Now, I have genuine hope that I and other earthly beings may have a place in a glorious eternity.
Still: I want to partake in and contribute to creation while I am on Earth, not least of which because I suspect a creator behind the creation I love, and I love it, too, and want to give it gifts. I want to do as much good as I can during this chapter, and
I seem to sense that this is a good path, innate to my nature.
I don't fully disagree with your sentiment, but I can't honestly reject my belief that my mortal deeds havevalue, that I am on a quest, and can't that lead to a kind of list?
But the attitude and motivation behind my list is surely good
@Hagel - "I can't honestly reject my belief that my mortal deeds have value, that I am on a quest"
I agree; which is why I am not a Hindu or Buddhist or adherent to Oneness spirituality, but am a Christian.
Of course; motivations are primary; and of course I am making a generalization.
That generalization is that the motivation behind Bucket Lists is Not good, but is actually evil (or else Bucket Lists would not have been so heavily promoted long-term by the mass media - such discernment is not difficult!)
I don't know if you've seen the film the Bucket List, but the existence of an afterlife is one of the themes, and the film rather tilts towards the idea that there is one. It's a silly film, but I rather liked it.
Having said that, I also hate these two phrases. HATE them. Even before considering your own criticisms, they're so reductive. I think people always used to say things like: "I want to see Paris before I die". (It always seemed to be Paris, didn't it?) It was spontaneous, heartfelt, and quite tender. But "bucket list" makes it routine and prosaic, people just toss it off: "Oh yes, that's on my bucket list..."
As for "life hack", it's just a cliché. And yes, very instrumentalist.
@M - No I haven't seek the BL movie. I just thought the *poster* epitomized what I was criticising - two grinning (or gurning!) aged Hollywood womanizers; whose life ambitions include such stereotypical "youth" activities as riding a motorbike and parachuting.
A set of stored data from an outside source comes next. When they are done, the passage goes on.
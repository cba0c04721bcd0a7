//! Error types for vdb-bench
//!
//! Toyota Way: Clear error messages with actionable guidance (Respect for People)

use thiserror::Error;

/// Result type alias
pub type Result<T> = std::result::Result<T, Error>;

/// vdb-bench error types
#[derive(Error, Debug)]
pub enum Error {
    /// Experiment names an engine with no registry entry
    #[error("Backend not supported: {engine:?} (supported: {})", supported.join(", "))]
    UnsupportedEngine {
        /// Engine identifier from the experiment declaration
        engine: String,
        /// Engines known to the registry, sorted
        supported: Vec<String>,
    },

    /// Engine registered twice (registry construction defect)
    #[error("Engine {0:?} is already registered")]
    DuplicateEngine(String),

    /// Plugin rejected its parameter mapping at construction
    #[error("Invalid {role} params for {engine}: {reason}")]
    InvalidParams {
        /// Engine identifier
        engine: String,
        /// Collaborator role (`collection`, `connection`, `upload`, `search`)
        role: &'static str,
        /// Human-readable cause
        reason: String,
    },

    /// Collection schema cannot be expressed by the engine
    #[error("Invalid schema: {0}")]
    InvalidSchema(String),

    /// Invalid input (vector dimension, empty batch, ...)
    #[error("Invalid input: {0}")]
    InvalidInput(String),

    /// Filter conditions could not be parsed or translated
    #[error("Invalid filter: {0}")]
    InvalidFilter(String),

    /// Backend unreachable or host malformed
    #[error("Connection error: {0}")]
    Connection(String),

    /// Backend answered with a failure
    #[error("{engine} returned {status}: {body}")]
    Backend {
        /// Engine identifier
        engine: String,
        /// HTTP status of the failing response. A GraphQL error inside a
        /// successful response keeps its 200. The in-process engine reports
        /// 404 for a missing collection. 0 means no status applies: a
        /// readiness wait timed out or a response carried an unreadable id.
        status: u16,
        /// Response body or message
        body: String,
    },

    /// Some records of an upload were rejected
    #[error(
        "{engine} rejected {} record(s) (first at index {}): {reason}",
        failed.len(),
        failed.first().copied().unwrap_or_default()
    )]
    PartialUpload {
        /// Engine identifier
        engine: String,
        /// Indices into the uploaded slice that failed
        failed: Vec<usize>,
        /// First reported failure reason
        reason: String,
    },

    /// Experiment configuration document error
    #[error("Config error: {0}")]
    Config(String),

    /// HTTP transport error
    #[error("HTTP error: {0}")]
    Http(#[from] reqwest::Error),

    /// JSON error
    #[error("JSON error: {0}")]
    Json(#[from] serde_json::Error),

    /// IO error
    #[error("IO error: {0}")]
    Io(#[from] std::io::Error),

    /// Generic error
    #[error("{0}")]
    Other(String),
}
I also find the actual things on BLs to be depressingly externally motivated - in the instances I have seen. What "other people" would find impressive and/or evidence that "what other people say" is the primary motivator in that person's desires.
One thing I do enjoy is the "Desert Island Discs" (or "Books") game; when somebody uses the opportunity to give credit to past influences, and provide a basis for overviewing the various phases or stages of his life.
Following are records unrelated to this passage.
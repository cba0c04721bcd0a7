//! Records, queries and results exchanged with the engines

use super::Filter;
use crate::params::Params;
use serde::{Deserialize, Serialize};
use std::time::Duration;

/// Default number of neighbours requested per query.
pub const DEFAULT_TOP: usize = 10;

/// One vector with its id and optional payload.
#[derive(Debug, Clone, PartialEq, Serialize, Deserialize)]
pub struct Record {
    /// Point id
    pub id: u64,
    /// Embedding
    pub vector: Vec<f32>,
    /// Payload attributes
    #[serde(default, skip_serializing_if = "Option::is_none")]
    pub payload: Option<Params>,
}

impl Record {
    /// Record without payload.
    #[must_use]
    pub const fn new(id: u64, vector: Vec<f32>) -> Self {
        Self {
            id,
            vector,
            payload: None,
        }
    }

    /// Attach a payload.
    #[must_use]
    pub fn with_payload(mut self, payload: Params) -> Self {
        self.payload = Some(payload);
        self
    }
}

/// A single nearest-neighbour query.
#[derive(Debug, Clone, PartialEq)]
pub struct Query {
    /// Query embedding
    pub vector: Vec<f32>,
    /// Optional payload filter
    pub filter: Option<Filter>,
    /// Number of neighbours to return
    pub top: usize,
}

impl Query {
    /// Unfiltered query for the default number of neighbours.
    #[must_use]
    pub const fn new(vector: Vec<f32>) -> Self {
        Self {
            vector,
            filter: None,
            top: DEFAULT_TOP,
        }
    }

    /// Set the number of neighbours.
    #[must_use]
    pub const fn top(mut self, top: usize) -> Self {
        self.top = top;
        self
    }

    /// Restrict results by payload.
    #[must_use]
    pub fn filter(mut self, filter: Filter) -> Self {
        self.filter = Some(filter);
        self
    }
}

/// A ranked search hit.
#[derive(Debug, Clone, Copy, PartialEq, Serialize, Deserialize)]
pub struct ScoredPoint {
    /// Point id
    pub id: u64,
    /// Engine-reported score or distance
    pub score: f32,
}

/// Outcome of an upload.
#[derive(Debug, Clone, Default, PartialEq, Eq)]
pub struct UploadReport {
    /// Records accepted by the engine
    pub records: usize,
    /// Batches sent
    pub batches: usize,
    /// Time spent sending batches
    pub upload_time: Duration,
    /// Time spent waiting for indexing after the last batch
    pub post_upload_time: Duration,
}

impl UploadReport {
    /// Total wall time of the upload.
    #[must_use]
    pub fn total_time(&self) -> Duration {
        self.upload_time + self.post_upload_time
    }

    /// Same report with the post-upload wait recorded.
    #[must_use]
    pub const fn with_post_upload_time(mut self, elapsed: Duration) -> Self {
        self.post_upload_time = elapsed;
        self
    }
}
My penfriend Andy Thomas did this the other day, selecting ten "DI" Books:
https://www.youtube.com/watch?v=2GOa2vDhnnU
Andy clearly was being honest, rather than trying to be impressive; and his second-choice book was the children's novelization of the TV series "Doctor Who and the Daemons" - which was one of the John Pertwee era storylines from the early 70s.
BTW: such choices can apparently be unintentionally revealing. I believe that - when she appeared on Desert Island Discs back in the 1950s or 60s; the (genuinely great) Dramatic Soprano Elizabeth Schwartzkopf chose eight records that were all featuring... Herself! That's a *real* Prima Donna for you.
I like that concept too. I'll enjoy listening to that.
Apparently in old age, the only books Hilaire Belloc ever read were his own, along with Diary of a Nobody.